Onshore vs. Offshore

Developing Onshore Resources vs. Offshore Resources

Offshore oil and gas resource developments are significantly different from onshore developments, particularly when they are new “frontier” developments in locations without existing infrastructure or mature regulations. In general, offshore developments require very different technology for drilling, production, transportation and operation. Companies must use cutting-edge technology to develop the resources, which requires extensive planning times. The infrastructure to bring oil and gas resources to shore are expensive investments that needs to be built, and complex commercial agreements need to be established for these projects to come to fruition

What makes the offshore developments different?

Offshore resource developments require different and cutting-edge technology to develop the resources, and require very long planning times.

  • Offshore resource developments in the Black Sea are significantly more complex than onshore developments and require the use of the latest technology and experience involving specialist equipment to be applied in a deep corrosive environment with complex topography.

  • Offshore resource developments have much longer project lead-times from the start of seismic activities until the start of production. Therefore, the projects are more exposed to changes in the business environment and the legal framework in Romania than onshore developments.

Offshore oil and gas resource developments require significantly higher investments than onshore developments prior to first production.

  • Drilling an offshore well in shallow waters can cost 10 times more than a conventional onshore well, whereas drilling an offshore well in deep waters can cost 100 times more than a conventional onshore well.

  • Drilling one deep water well may cost US$150 million – $200 million.

  • Total commitments before a final investment decision for offshore developments are significantly higher than for onshore developments and may reach one billion dollars.
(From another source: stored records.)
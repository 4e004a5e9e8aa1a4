//! Behavior tests for the batch worker pool.
//!
//! These run the real orchestration loop against a scripted transport and an
//! in-memory destination, verifying result aggregation, failure isolation,
//! and per-worker connection ownership.

use std::collections::HashMap;
use std::future::Future;
use std::pin::Pin;
use std::sync::atomic::{AtomicUsize, Ordering};
use std::sync::{Arc, Mutex};

use quotesync_core::{
    run_batch, EodhdClient, HttpClient, HttpError, HttpRequest, HttpResponse, RequestGate, Ticker,
};
use quotesync_warehouse::{QuoteRow, QuoteSink, SinkOpener, WarehouseError};

const QUOTE_BODY: &str = r#"{"open":10.0,"high":12.0,"low":9.5,"close":11.0,"volume":1000,"timestamp":1700000000}"#;
const NO_TIMESTAMP_BODY: &str = r#"{"open":10.0,"high":12.0,"low":9.5,"close":11.0,"volume":1000}"#;

/// Serves a canned response per ticker, inferred from the request URL.
/// Unknown tickers get a 404.
struct PerTickerTransport {
    routes: HashMap<String, HttpResponse>,
}

impl PerTickerTransport {
    fn new(routes: Vec<(&str, HttpResponse)>) -> Arc<Self> {
        Arc::new(Self {
            routes: routes
                .into_iter()
                .map(|(ticker, response)| (ticker.to_owned(), response))
                .collect(),
        })
    }
}

impl HttpClient for PerTickerTransport {
    fn execute<'a>(
        &'a self,
        request: HttpRequest,
    ) -> Pin<Box<dyn Future<Output = Result<HttpResponse, HttpError>> + Send + 'a>> {
        let response = self
            .routes
            .iter()
            .find(|(ticker, _)| request.url.contains(&format!("/api/real-time/{ticker}?")))
            .map(|(_, response)| response.clone())
            .unwrap_or_else(|| HttpResponse::new(404, "not found"));
        Box::pin(async move { Ok(response) })
    }
}

/// In-memory destination shared across sinks; counts opens and closes.
#[derive(Clone, Default)]
struct MemoryOpener {
    rows: Arc<Mutex<Vec<QuoteRow>>>,
    opened: Arc<AtomicUsize>,
    closed: Arc<AtomicUsize>,
    fail_tickers: Arc<Vec<String>>,
}

impl MemoryOpener {
    fn failing_for(tickers: &[&str]) -> Self {
        Self {
            fail_tickers: Arc::new(tickers.iter().map(|t| (*t).to_owned()).collect()),
            ..Self::default()
        }
    }

    fn rows(&self) -> Vec<QuoteRow> {
        self.rows.lock().expect("row store poisoned").clone()
    }
}

struct MemorySink {
    rows: Arc<Mutex<Vec<QuoteRow>>>,
    closed: Arc<AtomicUsize>,
    fail_tickers: Arc<Vec<String>>,
}

impl QuoteSink for MemorySink {
    fn insert<'a>(
        &'a mut self,
        row: &'a QuoteRow,
    ) -> Pin<Box<dyn Future<Output = Result<(), WarehouseError>> + Send + 'a>> {
        Box::pin(async move {
            tokio::task::yield_now().await;
            if self.fail_tickers.contains(&row.ticker) {
                return Err(WarehouseError::Database(sqlx::Error::Protocol(
                    "injected insert failure".into(),
                )));
            }
            self.rows
                .lock()
                .expect("row store poisoned")
                .push(row.clone());
            Ok(())
        })
    }

    fn close(&mut self) -> Pin<Box<dyn Future<Output = Result<(), WarehouseError>> + Send + '_>> {
        Box::pin(async move {
            self.closed.fetch_add(1, Ordering::SeqCst);
            Ok(())
        })
    }
}

impl SinkOpener for MemoryOpener {
    type Sink = MemorySink;

    fn open(&self) -> Pin<Box<dyn Future<Output = Result<Self::Sink, WarehouseError>> + Send + '_>> {
        self.opened.fetch_add(1, Ordering::SeqCst);
        let sink = MemorySink {
            rows: Arc::clone(&self.rows),
            closed: Arc::clone(&self.closed),
            fail_tickers: Arc::clone(&self.fail_tickers),
        };
        Box::pin(async move { Ok(sink) })
    }
}

fn tickers(values: &[&str]) -> Vec<Ticker> {
    values
        .iter()
        .map(|value| Ticker::parse(value).expect("valid ticker"))
        .collect()
}

fn client(http: Arc<PerTickerTransport>) -> EodhdClient {
    EodhdClient::new(http, RequestGate::new(1_000), "demo-token")
}

#[tokio::test]
async fn every_valid_ticker_yields_exactly_one_row() {
    let universe = ["AAA.US", "BBB.US", "CCC.US", "DDD.US", "EEE.US"];
    let http = PerTickerTransport::new(
        universe
            .iter()
            .map(|ticker| (*ticker, HttpResponse::ok_json(QUOTE_BODY)))
            .collect(),
    );
    let opener = MemoryOpener::default();

    let report = run_batch(client(http), opener.clone(), tickers(&universe), 4).await;

    assert_eq!(report.universe, 5);
    assert_eq!(report.inserted, 5);

    let mut inserted: Vec<String> = opener.rows().into_iter().map(|row| row.ticker).collect();
    inserted.sort();
    assert_eq!(inserted, ["AAA.US", "BBB.US", "CCC.US", "DDD.US", "EEE.US"]);
}

#[tokio::test]
async fn failed_tickers_are_isolated_from_the_rest() {
    // 7 good tickers; one 404, one empty payload, one 500.
    let http = PerTickerTransport::new(vec![
        ("G1.US", HttpResponse::ok_json(QUOTE_BODY)),
        ("G2.US", HttpResponse::ok_json(QUOTE_BODY)),
        ("G3.US", HttpResponse::ok_json(QUOTE_BODY)),
        ("G4.US", HttpResponse::ok_json(QUOTE_BODY)),
        ("G5.US", HttpResponse::ok_json(QUOTE_BODY)),
        ("G6.US", HttpResponse::ok_json(QUOTE_BODY)),
        ("G7.US", HttpResponse::ok_json(QUOTE_BODY)),
        ("EMPTY.US", HttpResponse::ok_json("{}")),
        ("BROKEN.US", HttpResponse::new(500, "server error")),
    ]);
    let universe = [
        "G1.US", "G2.US", "G3.US", "G4.US", "G5.US", "G6.US", "G7.US", "EMPTY.US", "BROKEN.US",
        "MISSING.US",
    ];
    let opener = MemoryOpener::default();

    let report = run_batch(client(http), opener.clone(), tickers(&universe), 5).await;

    assert_eq!(report.universe, 10);
    assert_eq!(report.inserted, 7);

    let rows = opener.rows();
    assert_eq!(rows.len(), 7);
    assert!(rows.iter().all(|row| row.ticker.starts_with('G')));
}

#[tokio::test]
async fn insert_failures_count_zero_but_the_worker_connection_survives() {
    let universe = ["A.US", "B.US", "C.US", "D.US", "E.US", "F.US"];
    let http = PerTickerTransport::new(
        universe
            .iter()
            .map(|ticker| (*ticker, HttpResponse::ok_json(QUOTE_BODY)))
            .collect(),
    );
    let opener = MemoryOpener::failing_for(&["B.US", "E.US"]);

    let report = run_batch(client(http), opener.clone(), tickers(&universe), 2).await;

    assert_eq!(report.inserted, 4);
    // A failed insert must not force a reconnect: opens stay bounded by the
    // pool size even though failures happened mid-stream.
    let opened = opener.opened.load(Ordering::SeqCst);
    assert!(opened <= 2, "expected at most 2 sinks, saw {opened}");
    assert_eq!(opened, opener.closed.load(Ordering::SeqCst));
}

#[tokio::test]
async fn each_worker_owns_one_sink_and_closes_it() {
    let universe: Vec<String> = (0..20).map(|index| format!("T{index}.US")).collect();
    let routes: Vec<(&str, HttpResponse)> = universe
        .iter()
        .map(|ticker| (ticker.as_str(), HttpResponse::ok_json(QUOTE_BODY)))
        .collect();
    let http = PerTickerTransport::new(routes);
    let opener = MemoryOpener::default();

    let universe: Vec<&str> = universe.iter().map(String::as_str).collect();
    let report = run_batch(client(http), opener.clone(), tickers(&universe), 4).await;

    assert_eq!(report.inserted, 20);
    let opened = opener.opened.load(Ordering::SeqCst);
    assert!(opened >= 1 && opened <= 4, "saw {opened} sinks for 4 workers");
    assert_eq!(
        opened,
        opener.closed.load(Ordering::SeqCst),
        "every opened sink must be closed exactly once"
    );
}

#[tokio::test]
async fn read_at_uses_the_payload_timestamp_when_present() {
    let http = PerTickerTransport::new(vec![("TS.US", HttpResponse::ok_json(QUOTE_BODY))]);
    let opener = MemoryOpener::default();

    run_batch(client(http), opener.clone(), tickers(&["TS.US"]), 1).await;

    let rows = opener.rows();
    assert_eq!(rows.len(), 1);
    assert_eq!(rows[0].read_at.unix_timestamp(), 1_700_000_000);
    assert_ne!(rows[0].read_at, rows[0].created_at);
}

#[tokio::test]
async fn read_at_falls_back_to_fetch_time_without_a_timestamp() {
    let http = PerTickerTransport::new(vec![("NT.US", HttpResponse::ok_json(NO_TIMESTAMP_BODY))]);
    let opener = MemoryOpener::default();

    run_batch(client(http), opener.clone(), tickers(&["NT.US"]), 1).await;

    let rows = opener.rows();
    assert_eq!(rows.len(), 1);
    assert_eq!(rows[0].read_at, rows[0].created_at);
}

#[tokio::test]
async fn an_empty_universe_reports_zero_without_opening_connections() {
    let http = PerTickerTransport::new(vec![]);
    let opener = MemoryOpener::default();

    let report = run_batch(client(http), opener.clone(), Vec::new(), 25).await;

    assert_eq!(report.universe, 0);
    assert_eq!(report.inserted, 0);
    assert_eq!(opener.opened.load(Ordering::SeqCst), 0);
}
  • The significant investments require multiple partners and joint ventures to manage the financial risk to explore and produce the resources. International oil companies’ involvement are critical to project success as they typically have the financial strength and project expertise to successfully oversee such large projects.

Contrary to onshore developments, investors into offshore resource developments in Romania must also develop extensive offshore infrastructure to transport and process gas to shore, connect it with the national gas transmission system of Transgaz, and establish a complex chain of sales and transportation agreements to secure market access.

  • If offshore oil and gas resources are developed, their size typically implies an expansion of the national gas transmission system, which needs to be supported by significant financial commitment from the offshore oil and gas investors.